Activity. From the line that includes "pub(crate) async fn" to the last line of the records, inclusive, repeat each line exactly.

Data records.

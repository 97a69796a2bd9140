//! Fieldwork JSON API Healthcheck Handler

use salvo::{oapi::ToSchema, prelude::*};
use serde::{Deserialize, Serialize};

/// Healthcheck response
#[derive(Debug, Serialize, Deserialize, ToSchema)]
pub struct HealthResponse {
    /// Always `ok` while the process serves requests
    pub status: String,

    /// Build version of the server
    pub version: String,
}

/// Healthcheck handler
///
/// Liveness probe; does not touch the database.
#[endpoint(tags("health"), summary = "Liveness probe")]
pub(crate) async fn handler() -> Json<HealthResponse> {
    Json(HealthResponse {
        status: "ok".to_string(),
        version: env!("CARGO_PKG_VERSION").to_string(),
    })
}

Output for this exercise.
pub(crate) async fn handler() -> Json<HealthResponse> {
    Json(HealthResponse {
        status: "ok".to_string(),
        version: env!("CARGO_PKG_VERSION").to_string(),
    })
}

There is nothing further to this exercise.